C'est un dur revers pour les commissaires européens au Commerce (Karel de Gucht) et au marché intérieur (Michel Barnier), fervents défenseurs de l'accord. Les commissaires chargées de la Société de l'information et de la Justice, Neelie Kroes et Viviane Reding, sont vraisemblablement soulagées, en revanche, par l'échec de leurs collègues. Négocié depuis plusieurs années dans des conditions peu transparentes, le traité international a semé la zizanie à Bruxelles et à Strasbourg, tout en générant des manifestations monstres dans le monde entier.
Un texte trop flou
Dans une interview au Point.fr fin mai, le commissaire Michel Barnier avait regretté que le texte en soit réduit à son volet numérique, et avait déploré "la confusion qui s'est développée autour d'Acta et de son impact sur Internet". "Acta n'est pas le bon outil, il est inefficace et dangereux pour la protection des données personnelles", nous avait pour sa part expliqué Françoise Castex, eurodéputée socialiste, qui rappelait : "La contrefaçon des biens est un délit, et elle est parfois dangereuse. Il faut se donner un cadre pour la combattre."
Les détracteurs d'Acta, tout en reconnaissant l'importance de la lutte contre la contrefaçon, soulignaient notamment les risques pour les libertés sur Internet, l'un des volets que le traité abordait pour enrayer le téléchargement illégal. Ainsi, la responsabilisation à demi-mot des acteurs privés, dont les fournisseurs d'accès à Internet, aurait pu déboucher dans certains pays sur une forme d'autocensure de l'Internet sans intervention du juge. Des formulations trop floues, résultats de difficiles négociations, permettaient aux États parties d'interpréter certaines des mesures de façon très pénalisante pour les citoyens.

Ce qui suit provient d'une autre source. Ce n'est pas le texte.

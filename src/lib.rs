pub mod api;
pub mod config;
pub mod crypto;
pub mod db;
pub mod rating;

pub use db::DbPool;

use config::Config;
use crypto::TokenKeys;

pub struct AppState {
    pub config: Config,
    pub db: DbPool,
    pub tokens: TokenKeys,
}

impl AppState {
    pub fn new(config: Config, db: DbPool) -> Self {
        let tokens = TokenKeys::new(&config.jwt_secret(), config.auth.token_ttl_hours);
        Self { config, db, tokens }
    }
}
//! Input validation for API requests.
//!
//! Field validators return `Err(message)`; handlers collect them with
//! `ValidationErrorBuilder` from the `error` module.

use lazy_static::lazy_static;
use regex::Regex;

lazy_static! {
    /// Loose email shape check: something@something.tld, no whitespace
    static ref EMAIL_REGEX: Regex = Regex::new(
        r"^[^@\s]+@[^@\s]+\.[^@\s]+$"
    ).unwrap();

    /// Regex for validating HTTP/HTTPS image URLs
    static ref HTTP_URL_REGEX: Regex = Regex::new(
        r"^https?://[a-zA-Z0-9][-a-zA-Z0-9]*(\.[a-zA-Z0-9][-a-zA-Z0-9]*)*(:\d+)?(/\S*)?$"
    ).unwrap();
}

pub const MIN_RATING: i64 = 1;
pub const MAX_RATING: i64 = 5;
pub const MIN_PASSWORD_LEN: usize = 8;
pub const MAX_CONTENT_LEN: usize = 5000;

/// Validate an email address
pub fn validate_email(email: &str) -> Result<(), String> {
    if email.is_empty() {
        return Err("Email is required".to_string());
    }

    if email.len() > 254 {
        return Err("Email is too long (max 254 characters)".to_string());
    }

    if !EMAIL_REGEX.is_match(email) {
        return Err("Invalid email address".to_string());
    }

    Ok(())
}

/// Validate a new password
pub fn validate_password(password: &str) -> Result<(), String> {
    if password.chars().count() < MIN_PASSWORD_LEN {
        return Err(format!(
            "Password must be at least {} characters",
            MIN_PASSWORD_LEN
        ));
    }

    if password.len() > 1024 {
        return Err("Password is too long".to_string());
    }

    Ok(())
}

/// Validate a required free-text field such as a name or category
pub fn validate_required(value: &str, label: &str, max_len: usize) -> Result<(), String> {
    let value = value.trim();
    if value.is_empty() {
        return Err(format!("{} is required", label));
    }

    if value.chars().count() > max_len {
        return Err(format!("{} is too long (max {} characters)", label, max_len));
    }

    Ok(())
}

/// Validate an optional free-text field
pub fn validate_optional_len(value: &str, label: &str, max_len: usize) -> Result<(), String> {
    if value.chars().count() > max_len {
        return Err(format!("{} is too long (max {} characters)", label, max_len));
    }
    Ok(())
}

/// Validate a star rating. Out-of-range values are rejected, not clamped.
pub fn validate_rating(rating: i64) -> Result<(), String> {
    if !(MIN_RATING..=MAX_RATING).contains(&rating) {
        return Err(format!(
            "Rating must be between {} and {}",
            MIN_RATING, MAX_RATING
        ));
    }
    Ok(())
}

/// Validate review text
pub fn validate_review_content(content: &str) -> Result<(), String> {
    validate_required(content, "Review content", MAX_CONTENT_LEN)
}

/// Validate an image URL (optional field)
pub fn validate_image_url(url: &Option<String>) -> Result<(), String> {
    if let Some(u) = url {
        if u.is_empty() {
            return Ok(()); // Empty string treated as no image
        }

        if u.len() > 2048 {
            return Err("Image URL is too long (max 2048 characters)".to_string());
        }

        if !HTTP_URL_REGEX.is_match(u) {
            return Err("Image URL must be an http(s) URL".to_string());
        }
    }

    Ok(())
}
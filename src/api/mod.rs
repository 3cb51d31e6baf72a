mod admin;
pub mod auth;
mod businesses;
pub mod error;
mod extract;
mod reviews;
mod validation;

#[cfg(test)]
mod tests;

use axum::{
    http::{HeaderValue, Method},
    middleware,
    routing::{get, patch, post},
    Router,
};
use std::sync::Arc;
use tower_http::cors::{Any, CorsLayer};
use tower_http::trace::TraceLayer;

use crate::config::CorsConfig;
use crate::AppState;

pub fn create_router(state: Arc<AppState>) -> Router {
    // Public routes
    let public_routes = Router::new()
        .route("/register", post(auth::register))
        .route("/login", post(auth::login))
        .route("/businesses", get(businesses::list_businesses))
        .route("/businesses/:id", get(businesses::get_business));

    // Any authenticated user
    let user_routes = Router::new()
        .route("/refresh", post(auth::refresh))
        .route("/me", get(auth::me))
        .route("/reviews", post(reviews::create_review))
        .route_layer(middleware::from_fn_with_state(
            state.clone(),
            auth::auth_middleware,
        ));

    // Admin only: the admin gate runs inside the auth gate
    let admin_routes = Router::new()
        .route("/reviews", get(admin::list_pending_reviews))
        .route("/reviews/:id", patch(admin::update_review_status))
        .route("/businesses", post(businesses::create_business))
        .route_layer(middleware::from_fn(auth::admin_middleware))
        .route_layer(middleware::from_fn_with_state(
            state.clone(),
            auth::auth_middleware,
        ));

    let api_routes = public_routes
        .merge(user_routes)
        .nest("/admin", admin_routes);

    Router::new()
        .route("/health", get(health_check))
        .nest("/api", api_routes)
        .layer(cors_layer(&state.config.cors))
        .layer(TraceLayer::new_for_http())
        .with_state(state)
}

fn cors_layer(config: &CorsConfig) -> CorsLayer {
    let origins: Vec<HeaderValue> = config
        .allowed_origins
        .iter()
        .filter_map(|origin| match origin.parse() {
            Ok(value) => Some(value),
            Err(_) => {
                tracing::warn!(origin = %origin, "Ignoring invalid CORS origin");
                None
            }
        })
        .collect();

    let layer = CorsLayer::new()
        .allow_methods([Method::GET, Method::POST, Method::PATCH, Method::OPTIONS])
        .allow_headers(Any);

    if origins.is_empty() {
        layer.allow_origin(Any)
    } else {
        layer.allow_origin(origins)
    }
}

async fn health_check() -> &'static str {
    "OK"
}
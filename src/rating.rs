//! Read-time rating aggregation.
//!
//! Averages are never stored; they are recomputed from the approved
//! reviews of a business on every read.

use serde::{Deserialize, Serialize};

#[derive(Debug, Clone, Copy, Default, PartialEq, Serialize, Deserialize)]
#[serde(rename_all = "camelCase")]
pub struct RatingSummary {
    pub average_rating: f64,
    pub review_count: i64,
}

impl RatingSummary {
    /// Summarize a set of overall ratings.
    ///
    /// The mean is rounded half-up to one decimal place; an empty set
    /// averages to 0.
    pub fn from_ratings(ratings: &[i64]) -> Self {
        let count = ratings.len() as i64;
        if count == 0 {
            return Self::default();
        }

        let sum: i64 = ratings.iter().sum();
        Self {
            average_rating: round_tenths(sum, count),
            review_count: count,
        }
    }
}

/// `floor(sum / count * 10 + 0.5) / 10`, computed in integers so that
/// exact halves are never lost to float error.
fn round_tenths(sum: i64, count: i64) -> f64 {
    let tenths = (20 * sum + count).div_euclid(2 * count);
    tenths as f64 / 10.0
}
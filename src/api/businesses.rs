//! Business listing, detail and creation endpoints.

use axum::{extract::State, Json};
use std::collections::HashMap;
use std::sync::Arc;

use super::auth::AuthUser;
use super::error::{is_unique_violation, ApiError, ValidationErrorBuilder};
use super::extract::{ApiJson, ApiPath, ApiQuery};
use super::validation::{validate_image_url, validate_optional_len, validate_required};
use crate::db::{
    now_timestamp, Business, BusinessDetail, BusinessQuery, BusinessWithRating,
    CreateBusinessRequest, ReviewWithUser, ReviewWithUserRow,
};
use crate::rating::RatingSummary;
use crate::AppState;

/// Shared WHERE clause: `?1` is the category (or NULL), `?2` the lower-cased search term (or NULL)
const BUSINESS_FILTER: &str = r#"
    (?1 IS NULL OR b.category = ?1)
    AND (?2 IS NULL OR instr(lower(b.name), ?2) > 0 OR instr(lower(b.location), ?2) > 0)
"#;

fn validate_create_request(req: &CreateBusinessRequest) -> Result<(), ApiError> {
    let mut errors = ValidationErrorBuilder::new();

    errors.check("name", validate_required(&req.name, "Business name", 100));
    errors.check("category", validate_required(&req.category, "Category", 50));
    errors.check("description", validate_optional_len(&req.description, "Description", 2000));
    errors.check("location", validate_optional_len(&req.location, "Location", 200));
    errors.check("imageUrl", validate_image_url(&req.image_url));

    errors.finish()
}

/// List businesses with their aggregated ratings
///
/// GET /api/businesses?category=&search=
pub async fn list_businesses(
    State(state): State<Arc<AppState>>,
    ApiQuery(query): ApiQuery<BusinessQuery>,
) -> Result<Json<Vec<BusinessWithRating>>, ApiError> {
    let category = query.category();
    let search = query.search_term();

    let businesses = sqlx::query_as::<_, Business>(&format!(
        "SELECT b.* FROM businesses b WHERE {} ORDER BY b.name",
        BUSINESS_FILTER
    ))
    .bind(category)
    .bind(search.as_deref())
    .fetch_all(&state.db)
    .await?;

    // Approved overall ratings for the same set of businesses, in one round trip
    let ratings: Vec<(String, i64)> = sqlx::query_as(&format!(
        r#"
        SELECT r.business_id, r.overall_rating
        FROM reviews r
        JOIN businesses b ON b.id = r.business_id
        WHERE r.status = 'APPROVED' AND {}
        "#,
        BUSINESS_FILTER
    ))
    .bind(category)
    .bind(search.as_deref())
    .fetch_all(&state.db)
    .await?;

    let mut by_business: HashMap<String, Vec<i64>> = HashMap::new();
    for (business_id, rating) in ratings {
        by_business.entry(business_id).or_default().push(rating);
    }

    let results = businesses
        .into_iter()
        .map(|business| {
            let rating = by_business
                .get(&business.id)
                .map(|r| RatingSummary::from_ratings(r))
                .unwrap_or_default();
            BusinessWithRating { business, rating }
        })
        .collect();

    Ok(Json(results))
}

/// Get a business with its approved reviews, newest first
///
/// GET /api/businesses/:id
pub async fn get_business(
    State(state): State<Arc<AppState>>,
    ApiPath(id): ApiPath<String>,
) -> Result<Json<BusinessDetail>, ApiError> {
    let business = sqlx::query_as::<_, Business>("SELECT * FROM businesses WHERE id = ?")
        .bind(&id)
        .fetch_optional(&state.db)
        .await?
        .ok_or_else(|| ApiError::not_found("Business not found"))?;

    let rows = sqlx::query_as::<_, ReviewWithUserRow>(
        r#"
        SELECT r.*, u.name AS user_name
        FROM reviews r
        JOIN users u ON u.id = r.user_id
        WHERE r.business_id = ? AND r.status = 'APPROVED'
        ORDER BY r.created_at DESC, r.rowid DESC
        "#,
    )
    .bind(&id)
    .fetch_all(&state.db)
    .await?;

    let overall: Vec<i64> = rows.iter().map(|row| row.review.overall_rating).collect();
    let reviews: Vec<ReviewWithUser> = rows.into_iter().map(ReviewWithUser::from).collect();

    Ok(Json(BusinessDetail {
        business,
        rating: RatingSummary::from_ratings(&overall),
        reviews,
    }))
}

/// Create a new business (admin only)
///
/// POST /api/admin/businesses
pub async fn create_business(
    State(state): State<Arc<AppState>>,
    admin: AuthUser,
    ApiJson(req): ApiJson<CreateBusinessRequest>,
) -> Result<Json<Business>, ApiError> {
    validate_create_request(&req)?;

    let business = Business {
        id: uuid::Uuid::new_v4().to_string(),
        name: req.name.trim().to_string(),
        description: req.description.trim().to_string(),
        category: req.category.trim().to_string(),
        location: req.location.trim().to_string(),
        image_url: req.image_url.filter(|u| !u.is_empty()),
        created_at: now_timestamp(),
    };

    sqlx::query(
        r#"
        INSERT INTO businesses (id, name, description, category, location, image_url, created_at)
        VALUES (?, ?, ?, ?, ?, ?, ?)
        "#,
    )
    .bind(&business.id)
    .bind(&business.name)
    .bind(&business.description)
    .bind(&business.category)
    .bind(&business.location)
    .bind(&business.image_url)
    .bind(&business.created_at)
    .execute(&state.db)
    .await
    .map_err(|e| {
        if is_unique_violation(&e) {
            ApiError::conflict("A business with this name already exists")
        } else {
            ApiError::from(e)
        }
    })?;

    tracing::info!(
        business_id = %business.id,
        name = %business.name,
        admin_id = %admin.user_id,
        "Business created"
    );

    Ok(Json(business))
}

D'autres volets d'Acta menaçaient par ailleurs le secteur des médicaments génériques et l'accès aux soins des pays les plus pauvres. Une pétition avait recueilli 2,8 millions de signatures, et certains États membres de l'UE avaient fait machine arrière ces derniers mois. Dans une ultime manoeuvre, la Commission européenne avait saisi la Cour européenne de justice, espérant - en vain - que le Parlement retarderait son vote pour attendre l'avis des Sages.
"Le début d'une nouvelle ère" ?
"Au-delà d'Acta (...) les citoyens doivent exiger une réforme positive du droit d'auteur qui permettra d'encourager les pratiques culturelles en ligne, telles que le partage et le remix, plutôt que de les réprimer", tempère Jérémie Zimmermann, porte-parole de La Quadrature du Net, organisation citoyenne qui s'est battue dès l'origine contre le texte. "La victoire contre Acta doit marquer le début d'une nouvelle ère dans laquelle les décideurs publics font passer les libertés et l'Internet libre - notre bien commun - avant les intérêts privés", conclut-il.
L'Acta avait été signé en janvier 2012 par 22 des 27 gouvernements de l'UE, ainsi que par les États-Unis, le Japon, le Canada, l'Australie, la Nouvelle-Zélande, Singapour, la Corée du Sud, la Suisse, leMexique et le Maroc.